This is why we're all here. I was 10 when the Jets won SB3. Me, my brothers and dad whooped it up for a good hour after that game. The happiness and joy in that little 10 year old knucklehead is something I hope all of you folks get to experience someday soon. Go Jets!
Indeed I am. I have no idea what he was thinking keeping the time out when they were on the 20 yard line and leaving 10 extra seconds on the clock. He was never going to need the time out, and certainly didn't need the 10 seconds. Just awful.
Most head coaches could use an analytics guy standing right next to them in cases like this or 2-pt trys etc. The HC has enough going on without reasoning under stress--I really don't get how clubs spend millions on personnel but are too cheap to hire a graduate mathematics student or the like to advise on such things on game day.
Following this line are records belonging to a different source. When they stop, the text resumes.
//! Workflow runtime.
//!
//! The [`WorkflowRuntime`] struct is the entry point for running a workflow
//! tree. It owns the root workflow, the runtime config and an optional
//! diagnostic listener, and provides `launch(props, snapshot, cancel)` to
//! start a [`WorkflowSession`].

use std::any::type_name;
use std::sync::Arc;

use canopy_snapshot::Snapshot;
use canopy_workflow::{
  DiagnosticEvent, DiagnosticListener, NodeEnv, StatefulWorkflow, WorkflowError, WorkflowNode,
};
use futures::stream::{self, BoxStream, Stream, StreamExt};
use tokio::sync::mpsc;
use tokio_util::sync::CancellationToken;
use tracing::{Instrument, debug, error, info, info_span, instrument};

use crate::session::RenderingAndSnapshot;
use crate::{OutputMode, RuntimeConfig, RuntimeError, WorkflowSession};

/// The workflow runtime.
///
/// One runtime can launch any number of independent sessions of its root
/// workflow.
pub struct WorkflowRuntime<W> {
  workflow: Arc<W>,
  config: RuntimeConfig,
  listener: Option<Arc<dyn DiagnosticListener>>,
}

impl<W: StatefulWorkflow> WorkflowRuntime<W> {
  pub fn new(config: RuntimeConfig, workflow: W) -> Self {
    Self {
      workflow: Arc::new(workflow),
      config,
      listener: None,
    }
  }

  /// Send diagnostic events from every session, and every node in it, to
  /// `listener`.
  pub fn with_listener(mut self, listener: Arc<dyn DiagnosticListener>) -> Self {
    self.listener = Some(listener);
    self
  }

  pub fn workflow(&self) -> &W {
    &self.workflow
  }

  pub fn config(&self) -> &RuntimeConfig {
    &self.config
  }

  /// Launch a session driven by `props`.
  ///
  /// Waits for the first props value, renders the root with it (restoring
  /// the tree from `snapshot` when given) and publishes that render pass
  /// before returning. The session then runs on its own task: every tick and
  /// every props change triggers another render pass. After the props stream
  /// ends the last props are kept.
  ///
  /// Fails with [`RuntimeError::NoProps`] if `props` ends before its first
  /// value, and with the first render's error if that render fails.
  #[instrument(
    name = "runtime_launch",
    skip_all,
    fields(
      workflow_type = %type_name::<W>(),
    )
  )]
  pub async fn launch(
    &self,
    props: impl Stream<Item = W::Props> + Send + 'static,
    snapshot: Option<Snapshot>,
    cancel: CancellationToken,
  ) -> Result<WorkflowSession<W>, RuntimeError> {
    let mut props = props.boxed();
    let session_id = uuid::Uuid::new_v4().to_string();
    let token = cancel.child_token();

    let first = tokio::select! {
      biased;
      _ = token.cancelled() => return Err(WorkflowError::Cancelled.into()),
      first = props.next() => first.ok_or(RuntimeError::NoProps)?,
    };

    info!(
      session_id = %session_id,
      workflow_type = %type_name::<W>(),
      restoring = snapshot.is_some(),
      "runtime_started"
    );

    let mut env = NodeEnv::new(token.clone()).with_restore_policy(self.config.restore_policy);
    if let Some(listener) = &self.listener {
      listener.notify(DiagnosticEvent::RuntimeStarted {
        session_id: session_id.clone(),
        workflow_type: type_name::<W>().to_string(),
      });
      env = env.with_listener(listener.clone());
    }

    let (renderings_tx, renderings) = mpsc::unbounded_channel();
    let (outputs_tx, outputs) = mpsc::unbounded_channel();
    let mut driver = Driver {
      workflow: self.workflow.clone(),
      root: WorkflowNode::new_root(self.workflow.as_ref(), first.clone(), snapshot.as_ref(), &env),
      props: first,
      session_id: session_id.clone(),
      output_mode: self.config.output_mode,
      listener: self.listener.clone(),
      renderings: renderings_tx,
      outputs: outputs_tx,
    };
    if let Err(e) = driver.render_pass() {
      let error = RuntimeError::from(e);
      driver.shutdown(Some(&error));
      return Err(error);
    }

    let span = info_span!("workflow_session", session_id = %session_id);
    let handle = tokio::spawn(driver.run(props, token.clone()).instrument(span));

    Ok(WorkflowSession::new(session_id, renderings, outputs, handle, token))
  }

  /// Launch a session whose props never change.
  pub async fn launch_with_props(
    &self,
    props: W::Props,
    snapshot: Option<Snapshot>,
    cancel: CancellationToken,
  ) -> Result<WorkflowSession<W>, RuntimeError> {
    self.launch(stream::iter([props]), snapshot, cancel).await
  }
}

/// Owns the root node of one session and runs its render/tick loop.
struct Driver<W: StatefulWorkflow> {
  workflow: Arc<W>,
  root: WorkflowNode<W>,
  props: W::Props,
  session_id: String,
  output_mode: OutputMode,
  listener: Option<Arc<dyn DiagnosticListener>>,
  renderings: mpsc::UnboundedSender<RenderingAndSnapshot<W::Rendering>>,
  outputs: mpsc::UnboundedSender<W::Output>,
}

impl<W: StatefulWorkflow> Driver<W> {
  fn notify(&self, event: impl FnOnce(String) -> DiagnosticEvent) {
    if let Some(listener) = &self.listener {
      listener.notify(event(self.session_id.clone()));
    }
  }

  /// Render the root with the current props and publish the result.
  fn render_pass(&mut self) -> Result<(), WorkflowError> {
    self.notify(|session_id| DiagnosticEvent::BeforeRenderPass { session_id });
    let rendering = self.root.render(&self.workflow, self.props.clone())?;
    self.notify(|session_id| DiagnosticEvent::AfterRenderPass { session_id });

    self.notify(|session_id| DiagnosticEvent::BeforeSnapshotPass { session_id });
    let snapshot = self.root.snapshot(&self.workflow);
    self.notify(|session_id| DiagnosticEvent::AfterSnapshotPass { session_id });

    // The session may have been dropped; the tree keeps running regardless.
    let _ = self.renderings.send(RenderingAndSnapshot {
      rendering,
      snapshot,
    });
    Ok(())
  }

  async fn run(
    mut self,
    mut props: BoxStream<'static, W::Props>,
    cancel: CancellationToken,
  ) -> Result<Option<W::Output>, RuntimeError> {
    let result = self.run_loop(&mut props, &cancel).await;
    self.shutdown(result.as_ref().err());
    result
  }

  async fn run_loop(
    &mut self,
    props: &mut BoxStream<'static, W::Props>,
    cancel: &CancellationToken,
  ) -> Result<Option<W::Output>, RuntimeError> {
    let mut props_open = true;

    loop {
      tokio::select! {
        biased;
        _ = cancel.cancelled() => {
          debug!(session_id = %self.session_id, "runtime_cancelled");
          return Ok(None);
        }
        next = props.next(), if props_open => match next {
          Some(next) if next != self.props => {
            debug!(session_id = %self.session_id, "props_updated");
            self.props = next;
          }
          Some(_) => continue,
          None => {
            debug!(session_id = %self.session_id, "props_stream_ended");
            props_open = false;
            continue;
          }
        },
        output = self.root.tick() => {
          if let Some(output) = output? {
            match self.output_mode {
              OutputMode::Terminal => return Ok(Some(output)),
              OutputMode::Continuous => {
                let _ = self.outputs.send(output);
              }
            }
          }
        }
      }

      self.render_pass()?;
    }
  }

  /// Cancel the whole tree and report how the session ended.
  fn shutdown(&mut self, failure: Option<&RuntimeError>) {
    self.root.cancel();
    match failure {
      None => info!(session_id = %self.session_id, "runtime_stopped"),
      Some(e) => error!(session_id = %self.session_id, error = %e, "runtime_failed"),
    }
    self.notify(|session_id| DiagnosticEvent::RuntimeStopped { session_id });
  }
}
They generally have quality control assistants and other positions that are available on their headsets for things like this. I don’t really get how teams fuck this up so much but as you said we’ve all also never stood on the sidelines trying to figure this out in real time.
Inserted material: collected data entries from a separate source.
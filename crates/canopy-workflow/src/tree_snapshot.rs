//! The byte layout of a node snapshot.
//!
//! ```text
//! node     = bytes-with-length(own state) children
//! children = i32 count, then per child:
//!            bytes-with-length(id bytes) bytes-with-length(node)
//! ```

use bytes::{Buf, Bytes};
use canopy_snapshot::{Snapshot, SnapshotError, SnapshotSink, SnapshotSource};

use crate::WorkflowId;

/// A decoded node snapshot: the node's own state bytes plus the still-encoded
/// snapshots of its children.
#[derive(Debug, Clone, PartialEq, Eq)]
pub struct TreeSnapshot {
  /// `None` when the workflow wrote an empty snapshot for its state.
  pub own_state: Option<Bytes>,
  pub children: Vec<(WorkflowId, Bytes)>,
}

impl TreeSnapshot {
  pub fn parse(mut bytes: Bytes) -> Result<Self, SnapshotError> {
    let own_state = bytes.read_bytes_with_length()?;
    let children = bytes.read_list(|src| {
      let id = WorkflowId::from_bytes(src.read_bytes_with_length()?)?;
      let child = src.read_bytes_with_length()?;
      Ok((id, child))
    })?;
    if bytes.has_remaining() {
      return Err(SnapshotError::invalid(format!(
        "{} trailing bytes after node snapshot",
        bytes.remaining()
      )));
    }
    Ok(Self {
      own_state: (!own_state.is_empty()).then_some(own_state),
      children,
    })
  }

  /// Compose a node snapshot lazily. Neither `own` nor any child snapshot is
  /// materialized until the result is read.
  pub fn compose(own: Snapshot, children: Vec<(WorkflowId, Snapshot)>) -> Snapshot {
    Snapshot::write(move |buf| {
      buf.put_bytes_with_length(own.bytes());
      buf.put_list(children, |buf, (id, child)| {
        buf.put_bytes_with_length(&id.to_bytes());
        buf.put_bytes_with_length(child.bytes());
      });
    })
  }

  /// Encode back into the node snapshot layout.
  pub fn to_snapshot(&self) -> Snapshot {
    let own = Snapshot::of_bytes(self.own_state.clone().unwrap_or_default());
    let children = self
      .children
      .iter()
      .map(|(id, bytes)| (id.clone(), Snapshot::of_bytes(bytes.clone())))
      .collect();
    Self::compose(own, children)
  }
}

#[cfg(test)]
mod tests {
  use bytes::{BufMut, BytesMut};

  use super::*;

  #[test]
  fn layout_is_bit_exact() {
    let child = TreeSnapshot::compose(Snapshot::of_i32(3), Vec::new());
    let root = TreeSnapshot::compose(
      Snapshot::of_i32(7),
      vec![(WorkflowId::new("C", "k"), child)],
    );

    let expected: Vec<u8> = [
      // own state
      &[0, 0, 0, 4, 0, 0, 0, 7][..],
      // child count
      &[0, 0, 0, 1],
      // child id
      &[0, 0, 0, 10, 0, 0, 0, 1, b'C', 0, 0, 0, 1, b'k'],
      // child node
      &[0, 0, 0, 12, 0, 0, 0, 4, 0, 0, 0, 3, 0, 0, 0, 0],
    ]
    .concat();
    assert_eq!(root.bytes().as_ref(), expected.as_slice());
  }

  #[test]
  fn compose_is_lazy() {
    let own = Snapshot::of_i32(1);
    let root = TreeSnapshot::compose(own.clone(), Vec::new());
    assert!(!root.is_materialized());
    assert!(!own.is_materialized());
    root.bytes();
    assert!(own.is_materialized());
  }

  #[test]
  fn parse_splits_own_state_and_children() {
    let root = TreeSnapshot::compose(
      Snapshot::empty(),
      vec![
        (WorkflowId::new("A", "1"), Snapshot::of_str("x")),
        (WorkflowId::new("A", "2"), Snapshot::of_str("y")),
      ],
    );
    let tree = TreeSnapshot::parse(root.bytes().clone()).unwrap();

    assert_eq!(tree.own_state, None);
    assert_eq!(
      tree.children,
      vec![
        (WorkflowId::new("A", "1"), Bytes::from_static(b"x")),
        (WorkflowId::new("A", "2"), Bytes::from_static(b"y")),
      ]
    );
    assert_eq!(tree.to_snapshot(), root);
  }

  #[test]
  fn malformed_trees_are_rejected() {
    let mut buf = BytesMut::new();
    buf.put_bytes_with_length(&[]);
    buf.put_i32(0);
    buf.put_u8(1);
    assert!(TreeSnapshot::parse(buf.freeze()).is_err());

    let truncated = Bytes::from_static(&[0, 0, 0, 0, 0, 0, 0, 2]);
    assert!(matches!(
      TreeSnapshot::parse(truncated),
      Err(SnapshotError::Truncated { .. })
    ));
  }
}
I agree. In a lot of cases, it would certainly be helpful. This one was just clear logic, either give up the timeout and leave yourself 39 seconds to go 20 yards, or keep the time out and leave 49 seconds on the clock for no good reason. I know there's a lot going on, but his only concern that late in the game in those circumstances should exactly those types of decisions. Nothing else needs to be determined, thought about, or prepared for at that juncture.
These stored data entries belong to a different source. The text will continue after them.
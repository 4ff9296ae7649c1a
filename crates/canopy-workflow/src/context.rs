//! The API a workflow uses during render.

use std::sync::Arc;

use tokio::sync::oneshot;
use tokio_util::sync::CancellationToken;

use crate::behavior::Behavior;
use crate::running::{RunningWorker, WorkerKey, WorkerNode};
use crate::sink::EventSlot;
use crate::subtree::SubtreeManager;
use crate::{
  LifetimeTracker, NodeEnv, Sink, StatefulWorkflow, Worker, WorkflowAction, WorkflowError,
  WorkflowId,
};

pub(crate) type WorkerTracker<S, O> = LifetimeTracker<WorkerKey, Box<dyn WorkerNode<S, O>>>;

/// Handed to [`StatefulWorkflow::render`] to declare children, workers and
/// event sinks for this render pass.
///
/// The context borrows the node mutably, so nothing declared through it can
/// outlive the render call except the sinks, which are tied to this
/// rendering's event slot.
pub struct RenderContext<'a, S, O> {
  subtree: &'a mut SubtreeManager<S, O>,
  workers: &'a mut WorkerTracker<S, O>,
  env: &'a NodeEnv,
  workflow_id: u64,
  slot: EventSlot<S, O>,
  children: Vec<WorkflowId>,
  worker_keys: Vec<String>,
  error: Option<WorkflowError>,
}

impl<'a, S: Send + 'static, O: Send + 'static> RenderContext<'a, S, O> {
  pub(crate) fn new(
    subtree: &'a mut SubtreeManager<S, O>,
    workers: &'a mut WorkerTracker<S, O>,
    env: &'a NodeEnv,
    workflow_id: u64,
    slot: EventSlot<S, O>,
  ) -> Self {
    Self {
      subtree,
      workers,
      env,
      workflow_id,
      slot,
      children: Vec::new(),
      worker_keys: Vec::new(),
      error: None,
    }
  }

  /// Render a child workflow and return its rendering.
  ///
  /// The child is started the first time `(C, key)` is declared and kept
  /// alive as long as every following render declares it again. `child`
  /// replaces the workflow value kept for the child, and outputs the child
  /// emits are turned into actions on this workflow by `handler`. Both come
  /// from the latest render.
  pub fn render_child<C: StatefulWorkflow>(
    &mut self,
    child: C,
    props: C::Props,
    key: impl Into<String>,
    handler: impl Fn(C::Output) -> WorkflowAction<S, O> + Send + 'static,
  ) -> C::Rendering {
    let id = WorkflowId::of::<C>(key);
    self.children.push(id.clone());
    let pass = self
      .subtree
      .render_child(id, child, props, Box::new(handler));
    if let Some(error) = pass.error {
      self.record(error);
    }
    pass.rendering
  }

  /// Render a child that never emits output.
  pub fn render_child_without_output<C>(
    &mut self,
    child: C,
    props: C::Props,
    key: impl Into<String>,
  ) -> C::Rendering
  where
    C: StatefulWorkflow<Output = std::convert::Infallible>,
  {
    self.render_child(child, props, key, |never| match never {})
  }

  /// Ensure `worker` is running for as long as renders keep declaring it.
  ///
  /// If an equivalent worker was declared under the same key by the previous
  /// render, that instance keeps running and only its handler is replaced.
  pub fn running_worker<W: Worker>(
    &mut self,
    worker: W,
    key: impl Into<String>,
    handler: impl Fn(W::Output) -> WorkflowAction<S, O> + Send + 'static,
  ) {
    let key = key.into();
    let worker = Arc::new(worker);
    let handler: Box<dyn Fn(W::Output) -> WorkflowAction<S, O> + Send> = Box::new(handler);
    let tracker_key = WorkerKey::new(worker.clone(), key.clone());
    self.worker_keys.push(format!("{}:{}", worker.describe(), key));

    match self.workers.retain(&tracker_key) {
      Ok(Some(running)) => {
        if let Some(running) = running
          .as_any_mut()
          .downcast_mut::<RunningWorker<W, S, O>>()
        {
          running.set_handler(handler);
        }
      }
      Ok(None) => {
        let running = RunningWorker::start(worker.as_ref(), key, handler, self.workflow_id, self.env);
        self.workers.start(tracker_key, Box::new(running));
      }
      Err(_) => self.record(WorkflowError::DuplicateWorker {
        worker: worker.describe(),
        key,
      }),
    }
  }

  /// A sink that turns each event into an action through `handler`.
  pub fn on_event<E: 'static>(
    &mut self,
    handler: impl Fn(E) -> WorkflowAction<S, O> + Send + Sync + 'static,
  ) -> Sink<E> {
    let slot = self.slot.clone();
    Sink::new(move |event| slot.deliver(handler(event)))
  }

  /// A sink that accepts actions directly.
  pub fn action_sink(&mut self) -> Sink<WorkflowAction<S, O>> {
    let slot = self.slot.clone();
    Sink::new(move |action| slot.deliver(action))
  }

  /// The node's cancellation token. It is cancelled when the node is torn
  /// down, so work spawned outside the runtime can stop with it.
  pub fn cancellation_token(&self) -> CancellationToken {
    self.env.token().clone()
  }

  fn record(&mut self, error: WorkflowError) {
    if self.error.is_none() {
      self.error = Some(error);
    }
  }

  pub(crate) fn into_behavior(
    self,
    next_action_from_event: oneshot::Receiver<WorkflowAction<S, O>>,
  ) -> Behavior<S, O> {
    Behavior {
      children: self.children,
      workers: self.worker_keys,
      next_action_from_event,
      error: self.error,
    }
  }
}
Ya--but all these guys also have other jobs that may interfere with their abililty to reason in addition to not being trained specifically or having the mathematical acuity to come to rapid high expected value decisions. A dedicated person whose focus is exclusively on decision making on penalty, trys, etc would be of value imo. In the Bowles case, surely such a person would have advised to run the clock down and pocket the TO. As it stands Tbay lost a game due to a lack of expertise--we've seen it too often with Saleh too and many coaches.
It wasn't what I would consider pure logic since there was no deductive certainty that can be reached. Rather, given the universe of possibilities, the decision with the highest utility was to let the clock run.
Haha I mean this in the most complimentary way but those are some fancy words that I don't understand from the perspective of how they are applied to the situation, and I'm pretty positive Todd Bowles wouldn't understand them either. From my standpoint, it's a simple choice, and one is far better than the other.
Harbaugh (Baltimore) does have a nerd standing right next to him on game day for every game I think the biggest issue is timing, decisions need to be made quickly or in advance, they don’t really have time to break down the numbers. They could certainly do better though, the divide between the jocks and the nerds is a lot higher in football. In baseball, with most orgs, if you don’t work well with the analytics team you don’t have a job— and that includes coaches AND players
You're right and by far not the worst poster here and not even close--I'm called dumb by the same types for thinking trying to trade for Josh Dobbs was a good idea. Now thats a dummy--not because he's wrong but because he thinks he's utterly right.
so funny numbers fact about that. he's in the top 10 all time in NFL history on 4th down passer rating and he leads the NFL in 4th quarter comeback wins this season.